Recently, the staff director of the Joint Committee on Taxation, Ken Kies, announced the Joint Tax Committee still is reviewing the new check-the-box rules that make it simpler for a business to set itself up as a partnership.
In a letter to practitioners, Kies solicited opinions on six issues that Kies and his staff are examining. Many tax professionals are worried about the Joint Committee staff investigation, because the proposed rules are popular and simpler than the old system, and practitioners want them to go through.
First, a bit of background information. Businesses can be set up in two basic ways: as a corporation or as a partnership. Both types are taxed differently. Corporate business income is taxed twice: first the corporation pays taxes on its business income and then the stockholders pay taxes on any dividends earned. Partnerships, though, only pay taxes on business income once.
Setting up as a business as a partnership can be tricky. To try to simplify the process, the Internal Revenue Service last May released proposed regulations -- the so-called "check-the-box" regulations -- to simplify and liberalize the current entity classification rules. These regulations would make it much easier for a business to classify itself as a partnership, a welcome development to many in the business community. The main idea was that, to classify your business as a partnership, all you had to do is check off a box on a form, instead of going through tons of red tape.
The final regulations are scheduled to take effect by the end of the year.
Since the check-the-box regulations promise simplification and easier tax planning, lots of folks are worried about anything that might derail them.
Lets look at the questions Kies posed to see if we can figure out what he might be after. An interesting thought to keep in mind -- which one of these questions is most important to Kies and his staff? (If we knew, wed be able to say what the committee actually is trying to achieve.)
Question 1: What might be the short-term and long-term effects on the corporate tax base?
If this is the most important question, then the Joint Committees staff is saying that it doesnt want the IRS to do anything to make it harder to balance the budget. An investigation driven by concern about revenue could relegate the check-the-box regulations to the fate of AMT (Alternative Minimum Tax) reform and other proposed simplifications that never happened because they cost too much. When the Republicans were elected in 1994, many wanted to repeal the AMT. Ultimately, though, they were unable to push a repeal through because of its cost as well as the budget stalemate.
Question 2: Is this result [the short-term and long-term effects of the regulations] consistent with the current rules for taxing business income? Alternatively, does this result represent a logical step towards a different regime for taxing business income that is better?
The real question here is: Are the check-the-box regulations consistent with the present law rules, or do they represent a better scheme?

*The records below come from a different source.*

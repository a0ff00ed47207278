//! Service host: serves an axum app, registers it with the registry and
//! keeps it alive with heartbeats until shutdown.

use crate::error::TransportError;
use crate::registry_client::RegistryClient;
use axum::{routing::get, Json, Router};
use shared_types::{HealthReport, ServiceRegistration};
use std::net::SocketAddr;
use std::time::Duration;
use tokio::net::TcpListener;
use tokio::sync::watch;
use tokio::task::JoinHandle;
use tower_http::limit::RequestBodyLimitLayer;
use tower_http::trace::TraceLayer;
use tracing::{error, info, warn};

/// Default interval between heartbeats.
pub const DEFAULT_HEARTBEAT_INTERVAL: Duration = Duration::from_secs(20);

const MAX_REQUEST_BODY: usize = 4 * 1024 * 1024;

/// Unauthenticated `GET /health` route answering `{status, service}`.
pub fn health_routes(service_name: &str) -> Router {
    let report = HealthReport::healthy(service_name);
    Router::new().route(
        "/health",
        get(move || {
            let report = report.clone();
            async move { Json(report) }
        }),
    )
}

/// Resolves once `shutdown` holds `true` (or its sender is gone).
pub async fn wait_for_shutdown(mut shutdown: watch::Receiver<bool>) {
    while !*shutdown.borrow() {
        if shutdown.changed().await.is_err() {
            return;
        }
    }
}

pub struct ServiceHost {
    registration: ServiceRegistration,
    registry: Option<RegistryClient>,
    heartbeat_interval: Duration,
}

impl ServiceHost {
    pub fn new(registration: ServiceRegistration) -> Self {
        Self {
            registration,
            registry: None,
            heartbeat_interval: DEFAULT_HEARTBEAT_INTERVAL,
        }
    }

    /// Registers with `registry` on start and heartbeats every `interval`.
    pub fn with_registry(mut self, registry: RegistryClient, interval: Duration) -> Self {
        self.registry = Some(registry);
        self.heartbeat_interval = interval;
        self
    }

    pub fn registration(&self) -> &ServiceRegistration {
        &self.registration
    }

    /// Serves `app` on `listener` until `shutdown` fires.
    ///
    /// A port of 0 in the registration is replaced by the bound port.
    /// Registry failures are logged and never stop the server.
    pub async fn serve(
        mut self,
        listener: TcpListener,
        app: Router,
        shutdown: watch::Receiver<bool>,
    ) -> Result<(), TransportError> {
        let local: SocketAddr = listener.local_addr()?;
        if self.registration.port == 0 {
            self.registration.port = local.port();
        }
        let name = self.registration.service_name.clone();

        let heartbeat = match &self.registry {
            Some(registry) => {
                register(registry, &self.registration).await;
                Some(spawn_heartbeat(
                    registry.clone(),
                    self.registration.clone(),
                    self.heartbeat_interval,
                    shutdown.clone(),
                ))
            }
            None => None,
        };

        let app = app
            .layer(RequestBodyLimitLayer::new(MAX_REQUEST_BODY))
            .layer(TraceLayer::new_for_http());

        info!(service = %name, addr = %local, "Service listening");
        let served = axum::serve(listener, app)
            .with_graceful_shutdown(wait_for_shutdown(shutdown))
            .await;

        if let Some(task) = heartbeat {
            task.abort();
        }
        if let Some(registry) = &self.registry {
            if let Err(e) = registry.deregister(&name).await {
                warn!(service = %name, error = %e, "Deregistration failed");
            }
        }

        info!(service = %name, "Service stopped");
        served.map_err(TransportError::from)
    }
}

async fn register(registry: &RegistryClient, registration: &ServiceRegistration) {
    match registry.register(registration).await {
        Ok(_) => info!(
            service = %registration.service_name,
            registry = %registry.base_url(),
            "Registered with service registry"
        ),
        Err(e) => warn!(
            service = %registration.service_name,
            error = %e,
            "Failed to register with service registry"
        ),
    }
}

fn spawn_heartbeat(
    registry: RegistryClient,
    registration: ServiceRegistration,
    every: Duration,
    mut shutdown: watch::Receiver<bool>,
) -> JoinHandle<()> {
    tokio::spawn(async move {
        let mut ticker = tokio::time::interval(every);
        ticker.tick().await;
        loop {
            tokio::select! {
                _ = ticker.tick() => {}
                changed = shutdown.changed() => {
                    if changed.is_err() || *shutdown.borrow() {
                        break;
                    }
                    continue;
                }
            }

            match registry.heartbeat(&registration.service_name).await {
                Ok(()) => {}
                Err(TransportError::NotFound(_)) => {
                    // Registry restarted and forgot us.
                    warn!(service = %registration.service_name, "Unknown to registry, re-registering");
                    register(&registry, &registration).await;
                }
                Err(e) => error!(service = %registration.service_name, error = %e, "Heartbeat failed"),
            }
        }
    })
}
//! # Message Handlers
//!
//! A handler receives one verified envelope and returns the messages it
//! wants sent as a consequence. It never reaches into other services; the
//! owning actor signs the returned [`Outbound`] values and the router
//! delivers them.

use crate::errors::HandlerError;
use async_trait::async_trait;
use serde::Serialize;
use serde_json::Value;
use shared_types::{Envelope, MessageKind, Payload};
use std::future::Future;

/// An unsigned message a handler asks its actor to send.
#[derive(Debug, Clone, PartialEq)]
pub struct Outbound {
    pub recipient: String,
    pub payload: Payload,
}

impl Outbound {
    /// Outbound message with a raw JSON body.
    pub fn message(recipient: impl Into<String>, kind: MessageKind, body: Value) -> Self {
        Self {
            recipient: recipient.into(),
            payload: kind.payload(body),
        }
    }

    /// Outbound message whose body is any serializable value.
    pub fn typed<T: Serialize>(
        recipient: impl Into<String>,
        kind: MessageKind,
        body: &T,
    ) -> Result<Self, HandlerError> {
        let body = serde_json::to_value(body).map_err(|e| HandlerError::Encode(e.to_string()))?;
        Ok(Self::message(recipient, kind, body))
    }

    pub fn kind(&self) -> Option<&str> {
        self.payload.get(shared_types::TYPE_KEY).and_then(Value::as_str)
    }
}

/// Processes one kind of message for an actor.
#[async_trait]
pub trait MessageHandler: Send + Sync {
    async fn handle(&self, envelope: &Envelope) -> Result<Vec<Outbound>, HandlerError>;
}

/// Adapts an async closure into a [`MessageHandler`].
pub struct FnHandler<F>(F);

/// Wraps `f` so it can be registered as a handler.
pub fn handler_fn<F, Fut>(f: F) -> FnHandler<F>
where
    F: Fn(Envelope) -> Fut + Send + Sync,
    Fut: Future<Output = Result<Vec<Outbound>, HandlerError>> + Send,
{
    FnHandler(f)
}

#[async_trait]
impl<F, Fut> MessageHandler for FnHandler<F>
where
    F: Fn(Envelope) -> Fut + Send + Sync,
    Fut: Future<Output = Result<Vec<Outbound>, HandlerError>> + Send,
{
    async fn handle(&self, envelope: &Envelope) -> Result<Vec<Outbound>, HandlerError> {
        (self.0)(envelope.clone()).await
    }
}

This question goes directly to the heart of the matter: Should we tax corporate income twice, first at the corporate level and then at the individual level? Under current tax law, the corporation pays tax on its income and the individual shareholder pays tax on any dividends. Is the Treasury Department moving in the direction of integrating the two schemes with these rules? If so, Congress will certainly want its share of the credit and will want to see that integration is achieved fairly.
Question 3: If the "check the box" regulations go into effect, should attention be given to modifying or repealing other statutory flow-through regimes, such as the one-level-of-tax regime for S corporations?

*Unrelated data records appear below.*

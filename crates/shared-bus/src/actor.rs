//! # Service Actor
//!
//! A named service identity owning a handler table and a FIFO inbox.
//!
//! ## Lifecycle
//!
//! ```text
//! Idle ──run()──▶ Running ──stop()──▶ Stopping ──(next poll boundary)──▶ Stopped
//!   └──────────────stop() before run()──────────────────────────────────▶ Stopped
//! ```
//!
//! Cancellation is cooperative: a handler already running is allowed to
//! finish and the loop notices the stop request at the next inbox poll
//! timeout.
//!
//! ## Security
//!
//! [`ServiceActor::receive`] verifies signature and freshness of every
//! envelope. Anything that fails is logged as a security event and dropped;
//! handlers only ever see verified envelopes.

use crate::errors::{DispatchError, LifecycleError, RouteError};
use crate::handler::{MessageHandler, Outbound};
use parking_lot::RwLock;
use shared_types::{current_timestamp, AuthCodec, Envelope, MessageKind, Payload};
use std::collections::HashMap;
use std::sync::atomic::{AtomicU64, AtomicUsize, Ordering};
use std::sync::Arc;
use std::time::Duration;
use tokio::sync::{mpsc, watch, Mutex};
use tokio::time::timeout;
use tracing::{debug, error, info, warn};

/// How long the dispatch loop waits on an empty inbox before re-checking
/// for a stop request.
pub const DEFAULT_POLL_INTERVAL: Duration = Duration::from_secs(1);

/// Dispatch loop state.
#[derive(Debug, Clone, Copy, PartialEq, Eq)]
pub enum ServiceState {
    Idle,
    Running,
    Stopping,
    Stopped,
}

/// Counters exposed for diagnostics and tests.
#[derive(Debug, Clone, Copy, Default, PartialEq, Eq)]
pub struct ActorStats {
    /// Envelopes that passed verification and were queued.
    pub accepted: u64,
    /// Envelopes dropped at `receive`.
    pub rejected: u64,
    /// Envelopes whose handler completed successfully.
    pub handled: u64,
    /// Envelopes that failed dispatch (no handler or handler error).
    pub failed: u64,
}

#[derive(Default)]
struct Counters {
    accepted: AtomicU64,
    rejected: AtomicU64,
    handled: AtomicU64,
    failed: AtomicU64,
}

/// One service in the actor model.
pub struct ServiceActor {
    name: String,
    codec: AuthCodec,
    handlers: RwLock<HashMap<MessageKind, Arc<dyn MessageHandler>>>,
    inbox_tx: mpsc::UnboundedSender<Envelope>,
    inbox_rx: Mutex<mpsc::UnboundedReceiver<Envelope>>,
    pending: AtomicUsize,
    state: RwLock<ServiceState>,
    stop_tx: watch::Sender<bool>,
    outbox: RwLock<Option<mpsc::UnboundedSender<Envelope>>>,
    poll_interval: Duration,
    counters: Counters,
}

impl ServiceActor {
    pub fn new(name: impl Into<String>, codec: AuthCodec) -> Self {
        let (inbox_tx, inbox_rx) = mpsc::unbounded_channel();
        let (stop_tx, _) = watch::channel(false);
        Self {
            name: name.into(),
            codec,
            handlers: RwLock::new(HashMap::new()),
            inbox_tx,
            inbox_rx: Mutex::new(inbox_rx),
            pending: AtomicUsize::new(0),
            state: RwLock::new(ServiceState::Idle),
            stop_tx,
            outbox: RwLock::new(None),
            poll_interval: DEFAULT_POLL_INTERVAL,
            counters: Counters::default(),
        }
    }

    /// Creates an actor wrapped in `Arc` for sharing with its loop task.
    pub fn new_shared(name: impl Into<String>, codec: AuthCodec) -> Arc<Self> {
        Arc::new(Self::new(name, codec))
    }

    /// Overrides the inbox poll interval (the stop-latency bound).
    pub fn with_poll_interval(mut self, poll_interval: Duration) -> Self {
        self.poll_interval = poll_interval;
        self
    }

    pub fn name(&self) -> &str {
        &self.name
    }

    pub fn state(&self) -> ServiceState {
        *self.state.read()
    }

    /// Verified envelopes waiting in the inbox.
    pub fn pending(&self) -> usize {
        self.pending.load(Ordering::Acquire)
    }

    pub fn stats(&self) -> ActorStats {
        ActorStats {
            accepted: self.counters.accepted.load(Ordering::Relaxed),
            rejected: self.counters.rejected.load(Ordering::Relaxed),
            handled: self.counters.handled.load(Ordering::Relaxed),
            failed: self.counters.failed.load(Ordering::Relaxed),
        }
    }

    // =========================================================================
    // HANDLER TABLE
    // =========================================================================

    /// Registers `handler` for `kind`, replacing any previous one.
    pub fn register_handler(&self, kind: MessageKind, handler: impl MessageHandler + 'static) {
        self.register_shared_handler(kind, Arc::new(handler));
    }

    pub fn register_shared_handler(&self, kind: MessageKind, handler: Arc<dyn MessageHandler>) {
        if self.handlers.write().insert(kind, handler).is_some() {
            debug!(service = %self.name, message_type = %kind, "Replaced handler");
        }
    }

    pub fn handles(&self, kind: MessageKind) -> bool {
        self.handlers.read().contains_key(&kind)
    }

    // =========================================================================
    // SENDING
    // =========================================================================

    /// Builds a signed envelope from this actor to `recipient`.
    pub fn create_message(&self, recipient: impl Into<String>, payload: Payload) -> Envelope {
        let mut envelope = Envelope::new(self.name.clone(), recipient, payload, current_timestamp());
        self.codec.seal(&mut envelope);
        envelope
    }

    /// Signs `payload` and hands it straight to `target`.
    pub fn send(&self, target: &ServiceActor, payload: Payload) -> Envelope {
        let envelope = self.create_message(target.name(), payload);
        target.receive(envelope.clone());
        envelope
    }

    /// Signs `payload` and pushes it to the attached router for delivery to
    /// the service named `recipient`.
    pub fn emit(&self, recipient: impl Into<String>, payload: Payload) -> Result<Envelope, RouteError> {
        let envelope = self.create_message(recipient, payload);
        self.forward(envelope.clone())?;
        Ok(envelope)
    }

    pub(crate) fn attach_outbox(&self, outbox: mpsc::UnboundedSender<Envelope>) {
        *self.outbox.write() = Some(outbox);
    }

    fn forward(&self, envelope: Envelope) -> Result<(), RouteError> {
        let outbox = self.outbox.read();
        let Some(tx) = outbox.as_ref() else {
            return Err(RouteError::NotAttached(self.name.clone()));
        };
        tx.send(envelope).map_err(|_| RouteError::Closed)
    }

    // =========================================================================
    // RECEIVING
    // =========================================================================

    /// Verifies and enqueues an envelope.
    ///
    /// Returns whether the envelope was accepted. Rejections never surface to
    /// the sender; they are only logged.
    pub fn receive(&self, envelope: Envelope) -> bool {
        if envelope.recipient != self.name {
            self.counters.rejected.fetch_add(1, Ordering::Relaxed);
            warn!(
                security = true,
                service = %self.name,
                recipient = %envelope.recipient,
                message_id = %envelope.id,
                "Dropping misaddressed envelope"
            );
            return false;
        }

        if let Err(e) = self.codec.verify_envelope(&envelope, current_timestamp()) {
            self.counters.rejected.fetch_add(1, Ordering::Relaxed);
            warn!(
                security = true,
                service = %self.name,
                sender = %envelope.sender,
                message_id = %envelope.id,
                error = %e,
                "Dropping unverified envelope"
            );
            return false;
        }

        self.pending.fetch_add(1, Ordering::AcqRel);
        if self.inbox_tx.send(envelope).is_err() {
            self.pending.fetch_sub(1, Ordering::AcqRel);
            return false;
        }
        self.counters.accepted.fetch_add(1, Ordering::Relaxed);
        true
    }

    // =========================================================================
    // DISPATCH
    // =========================================================================

    /// Runs the handler for one envelope and returns the signed envelopes
    /// it produced. Does not forward them.
    pub async fn dispatch_one(&self, envelope: &Envelope) -> Result<Vec<Envelope>, DispatchError> {
        let kind = envelope.kind()?;
        let handler = self
            .handlers
            .read()
            .get(&kind)
            .cloned()
            .ok_or(DispatchError::NoHandler(kind))?;

        let outbound = handler
            .handle(envelope)
            .await
            .map_err(|source| DispatchError::Handler { kind, source })?;

        Ok(outbound
            .into_iter()
            .map(|Outbound { recipient, payload }| self.create_message(recipient, payload))
            .collect())
    }

    async fn process(&self, envelope: Envelope) {
        match self.dispatch_one(&envelope).await {
            Ok(replies) => {
                self.counters.handled.fetch_add(1, Ordering::Relaxed);
                for reply in replies {
                    let (id, recipient) = (reply.id.clone(), reply.recipient.clone());
                    if let Err(e) = self.forward(reply) {
                        warn!(service = %self.name, message_id = %id, recipient = %recipient, error = %e, "Outbound envelope not delivered");
                    }
                }
            }
            Err(e @ DispatchError::Handler { .. }) => {
                self.counters.failed.fetch_add(1, Ordering::Relaxed);
                error!(service = %self.name, message_id = %envelope.id, error = %e, "Handler failed");
            }
            Err(e) => {
                self.counters.failed.fetch_add(1, Ordering::Relaxed);
                warn!(service = %self.name, message_id = %envelope.id, error = %e, "Unhandled message");
            }
        }
    }

    /// Drains the inbox in FIFO order until [`ServiceActor::stop`] is called.
    pub async fn run(&self) -> Result<(), LifecycleError> {
        {
            let mut state = self.state.write();
            if *state != ServiceState::Idle {
                return Err(LifecycleError::NotIdle(*state));
            }
            *state = ServiceState::Running;
        }

        let stop = self.stop_tx.subscribe();
        let mut inbox = self.inbox_rx.lock().await;
        info!(service = %self.name, "Dispatch loop started");

        while !*stop.borrow() {
            match timeout(self.poll_interval, inbox.recv()).await {
                Err(_) => continue,
                Ok(None) => break,
                Ok(Some(envelope)) => {
                    self.pending.fetch_sub(1, Ordering::AcqRel);
                    self.process(envelope).await;
                }
            }
        }

        *self.state.write() = ServiceState::Stopped;
        info!(service = %self.name, "Dispatch loop stopped");
        Ok(())
    }

    /// Requests the dispatch loop to stop.
    pub fn stop(&self) {
        {
            let mut state = self.state.write();
            *state = match *state {
                ServiceState::Idle => ServiceState::Stopped,
                ServiceState::Running => ServiceState::Stopping,
                other => other,
            };
        }
        self.stop_tx.send_replace(true);
    }
}

impl std::fmt::Debug for ServiceActor {
    fn fmt(&self, f: &mut std::fmt::Formatter<'_>) -> std::fmt::Result {
        f.debug_struct("ServiceActor")
            .field("name", &self.name)
            .field("state", &self.state())
            .field("pending", &self.pending())
            .finish()
    }
}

This question reflects an assumption that if the check-the-box regulations go into effect many businesses will switch to partnerships.

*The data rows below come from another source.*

//! Envelope handlers for the search actor.

pub mod handler;

pub use handler::{register_handlers, PerformSearchHandler, CALLBACK_FIELD, DEFAULT_SESSION};
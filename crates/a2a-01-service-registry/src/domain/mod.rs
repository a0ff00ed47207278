//! Registry configuration and errors.

pub mod config;
pub mod errors;

pub use config::RegistryConfig;
pub use errors::RegistryError;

Fixing the various tax rules to accommodate the check-the-box regime, or to prevent abuse, implies this is an academic investigation. Is this inquiry then really a technical corrections or simplification project? (A simplification project is an attempt to simplify the tax code. A technical corrections project is an attempt to fix something in the law that is either a mistake, that produced unintended consequences, or that turned out to be more trouble for taxpayers than its worth. Theoretically, it is revenue-neutral, which means it costs the government less than $100 million.)
Question 4: Is there legal authority for making this change through regulations (as opposed to legislation)?
This is a legal question, a question about power. Does only Congress -- through the House Ways and Means and Senate Finance Committees -- have the right and power to make this kind of change to the tax system? Is the IRS exceeding its authority with the check-the-box regulations?
Question 5: What are the implications of this change for international competitiveness?
At face value, this question is hard to deal with. The committee may be more concerned about the effect of these regulations on multinational companies than domestic entities. Could the convoluted international tax rules, many of which depend on how businesses are set up, inadvertently be rewritten under check-the-box? Alternatively, this might simply be restating the integration question, as well as the other questions on tax reform and simplification, in the context of international taxes.
Question 6: What are the implications of this change for fundamental tax reform? For example, does this change suggest that a tax on all business operations, regardless of form, would become appropriate?
To me, this may be the most interesting question of the six. In one of his first post-election letters, Kies asks about the prospects for tax reform. Perhaps the staff of the Joint Committee on Taxation still is struggling to come up with a fundamental tax reform proposal or strategy for House Ways and Means Committee Chairman Bill Archer, R-Texas, and Senate Finance Committee Chairman Bill Roth, R-Del.
Is this investigation really a strategy to subvert the check-the-box regulations -- which have the support of the Clinton administration -- into a discussion of tax reform, which the administration has tried to avoid?
This question also resembles question 1. Both essentially ask who has the power and responsibility to attempt to simplify the tax system. The Internal Revenue Service, by issuing regulations, or Congress and its tax-writing committees, by changing the tax law?
It is little wonder that tax practitioners are having a hard time digesting this letter. Judging from Kiess letter, the Joint Committee is investigating the level of future revenues, or the possibility of corporate integration, or the need for technical refinements to the partnership rules, or international competitiveness, or the allocation of power between the executive and legislative branches, or the outlook for fundamental tax reform.
The Joint Committee on Taxation staff either is up to different things, some of which are mutually exclusive, with these different questions, or is off on an investigation that the staff itself doesnt understand. No matter what, as the comment that prompted this piece suggests, many people are uncomfortable with these questions.